Return all lines from the listing below in which "PurchaseWithCashBack" appears.
*** Task data Section Begins ***
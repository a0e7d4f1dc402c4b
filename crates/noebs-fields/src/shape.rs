//! Composite shape catalogue
//!
//! A shape is a union of field groups, other shapes and standalone fields.
//! Every transaction kind the boundary accepts is declared here as a static
//! composition table; `ShapeId` is the registry over those tables.
//!
//! ```text
//! Purchase  = WorkingKey + Credential + Amount
//! CashIn    = Purchase
//! WorkingKey = Context
//! ```

use serde::{Deserialize, Serialize};
use std::fmt;
use std::str::FromStr;

use crate::error::FieldsError;
use crate::field::{FieldGroup, FieldSpec, FieldType};
use crate::groups::{
    AMOUNT, BILLER, CONTEXT, CREDENTIAL, ECHOED_CONTEXT, PAYMENT_IDENTIFIERS, SWITCH_OUTCOME,
};

/// One contributor to a composite shape
#[derive(Debug)]
pub enum Component {
    Group(&'static FieldGroup),
    Shape(&'static Shape),
    Field(FieldSpec),
}

/// A named composition of components, in combination order
#[derive(Debug)]
pub struct Shape {
    pub name: &'static str,
    pub components: &'static [Component],
}

impl Shape {
    pub const fn new(name: &'static str, components: &'static [Component]) -> Self {
        Self { name, components }
    }
}

// =============================================================================
// Catalogue
// =============================================================================

pub static IS_ALIVE: Shape = Shape::new("IsAlive", &[Component::Group(&CONTEXT)]);

pub static WORKING_KEY: Shape = Shape::new("WorkingKey", &[Component::Group(&CONTEXT)]);

pub static BALANCE: Shape = Shape::new(
    "Balance",
    &[Component::Group(&CONTEXT), Component::Group(&CREDENTIAL)],
);

pub static MINI_STATEMENT: Shape = Shape::new(
    "MiniStatement",
    &[Component::Group(&CONTEXT), Component::Group(&CREDENTIAL)],
);

pub static CHANGE_PIN: Shape = Shape::new(
    "ChangePin",
    &[
        Component::Group(&CONTEXT),
        Component::Group(&CREDENTIAL),
        Component::Field(FieldSpec::required("newPIN", FieldType::String)),
    ],
);

pub static CARD_TRANSFER: Shape = Shape::new(
    "CardTransfer",
    &[
        Component::Group(&CONTEXT),
        Component::Group(&CREDENTIAL),
        Component::Group(&AMOUNT),
        Component::Field(FieldSpec::required("toCard", FieldType::String)),
    ],
);

pub static PURCHASE: Shape = Shape::new(
    "Purchase",
    &[
        Component::Shape(&WORKING_KEY),
        Component::Group(&CREDENTIAL),
        Component::Group(&AMOUNT),
    ],
);

pub static BILL_PAYMENT: Shape = Shape::new(
    "BillPayment",
    &[
        Component::Group(&CONTEXT),
        Component::Group(&CREDENTIAL),
        Component::Group(&AMOUNT),
        Component::Group(&BILLER),
    ],
);

pub static BILL_INQUIRY: Shape = Shape::new(
    "BillInquiry",
    &[
        Component::Group(&CONTEXT),
        Component::Group(&CREDENTIAL),
        Component::Group(&AMOUNT),
        Component::Group(&BILLER),
    ],
);

pub static CASH_IN: Shape = Shape::new("CashIn", &[Component::Shape(&PURCHASE)]);

pub static CASH_OUT: Shape = Shape::new("CashOut", &[Component::Shape(&PURCHASE)]);

pub static REFUND: Shape = Shape::new("Refund", &[Component::Shape(&PURCHASE)]);

pub static PURCHASE_WITH_CASH_BACK: Shape =
    Shape::new("PurchaseWithCashBack", &[Component::Shape(&PURCHASE)]);

pub static REVERSE: Shape = Shape::new("Reverse", &[Component::Shape(&PURCHASE)]);

/// Unstructured fallback: the switch response envelope
pub static GENERIC_RESPONSE: Shape = Shape::new(
    "GenericResponse",
    &[
        Component::Group(&SWITCH_OUTCOME),
        Component::Group(&ECHOED_CONTEXT),
        Component::Group(&PAYMENT_IDENTIFIERS),
    ],
);

// =============================================================================
// Registry
// =============================================================================

/// Identifier of a catalogued shape
#[derive(Debug, Clone, Copy, PartialEq, Eq, Hash, Serialize, Deserialize)]
#[cfg_attr(feature = "openapi", derive(utoipa::ToSchema))]
pub enum ShapeId {
    IsAlive,
    WorkingKey,
    Balance,
    MiniStatement,
    ChangePin,
    CardTransfer,
    Purchase,
    BillPayment,
    BillInquiry,
    CashIn,
    CashOut,
    Refund,
    PurchaseWithCashBack,
    Reverse,
    GenericResponse,
}

impl ShapeId {
    pub const ALL: [ShapeId; 15] = [
        ShapeId::IsAlive,
        ShapeId::WorkingKey,
        ShapeId::Balance,
        ShapeId::MiniStatement,
        ShapeId::ChangePin,
        ShapeId::CardTransfer,
        ShapeId::Purchase,
        ShapeId::BillPayment,
        ShapeId::BillInquiry,
        ShapeId::CashIn,
        ShapeId::CashOut,
        ShapeId::Refund,
        ShapeId::PurchaseWithCashBack,
        ShapeId::Reverse,
        ShapeId::GenericResponse,
    ];

    /// The static declaration behind this identifier
    pub fn shape(self) -> &'static Shape {
        match self {
            Self::IsAlive => &IS_ALIVE,
            Self::WorkingKey => &WORKING_KEY,
            Self::Balance => &BALANCE,
            Self::MiniStatement => &MINI_STATEMENT,
            Self::ChangePin => &CHANGE_PIN,
            Self::CardTransfer => &CARD_TRANSFER,
            Self::Purchase => &PURCHASE,
            Self::BillPayment => &BILL_PAYMENT,
            Self::BillInquiry => &BILL_INQUIRY,
            Self::CashIn => &CASH_IN,
            Self::CashOut => &CASH_OUT,
            Self::Refund => &REFUND,
            Self::PurchaseWithCashBack => &PURCHASE_WITH_CASH_BACK,
            Self::Reverse => &REVERSE,
            Self::GenericResponse => &GENERIC_RESPONSE,
        }
    }

    pub fn name(self) -> &'static str {
        self.shape().name
    }

    /// Whether this is the unstructured fallback
    pub fn is_generic(self) -> bool {
        self == Self::GenericResponse
    }
}

impl fmt::Display for ShapeId {
    fn fmt(&self, f: &mut fmt::Formatter<'_>) -> fmt::Result {
        f.write_str(self.name())
    }
}

impl FromStr for ShapeId {
    type Err = FieldsError;

    fn from_str(s: &str) -> Result<Self, Self::Err> {
        ShapeId::ALL
            .iter()
            .copied()
            .find(|id| id.name().eq_ignore_ascii_case(s))
            .ok_or_else(|| FieldsError::UnknownShape(s.to_string()))
    }
}

#[cfg(test)]
mod tests {
    use super::*;

    #[test]
    fn test_registry_names_match_declarations() {
        for id in ShapeId::ALL {
            assert_eq!(format!("{:?}", id), id.shape().name);
        }
    }

    #[test]
    fn test_from_str() {
        assert_eq!("CashOut".parse::<ShapeId>().unwrap(), ShapeId::CashOut);
        assert_eq!("cardtransfer".parse::<ShapeId>().unwrap(), ShapeId::CardTransfer);
        assert!(matches!(
            "Voucher".parse::<ShapeId>(),
            Err(FieldsError::UnknownShape(name)) if name == "Voucher"
        ));
    }

    #[test]
    fn test_purchase_family_reuses_purchase() {
        for id in [
            ShapeId::CashIn,
            ShapeId::CashOut,
            ShapeId::Refund,
            ShapeId::PurchaseWithCashBack,
            ShapeId::Reverse,
        ] {
            let shape = id.shape();
            assert_eq!(shape.components.len(), 1);
            assert!(matches!(shape.components[0], Component::Shape(s) if s.name == "Purchase"));
        }
    }

    #[test]
    fn test_only_generic_is_generic() {
        assert!(ShapeId::GenericResponse.is_generic());
        assert!(!ShapeId::Purchase.is_generic());
    }
}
*** Task data Section Ends ***
### Expected answer
    Shape::new("PurchaseWithCashBack", &[Component::Shape(&PURCHASE)]);
    PurchaseWithCashBack,
        ShapeId::PurchaseWithCashBack,
            Self::PurchaseWithCashBack => &PURCHASE_WITH_CASH_BACK,
            ShapeId::PurchaseWithCashBack,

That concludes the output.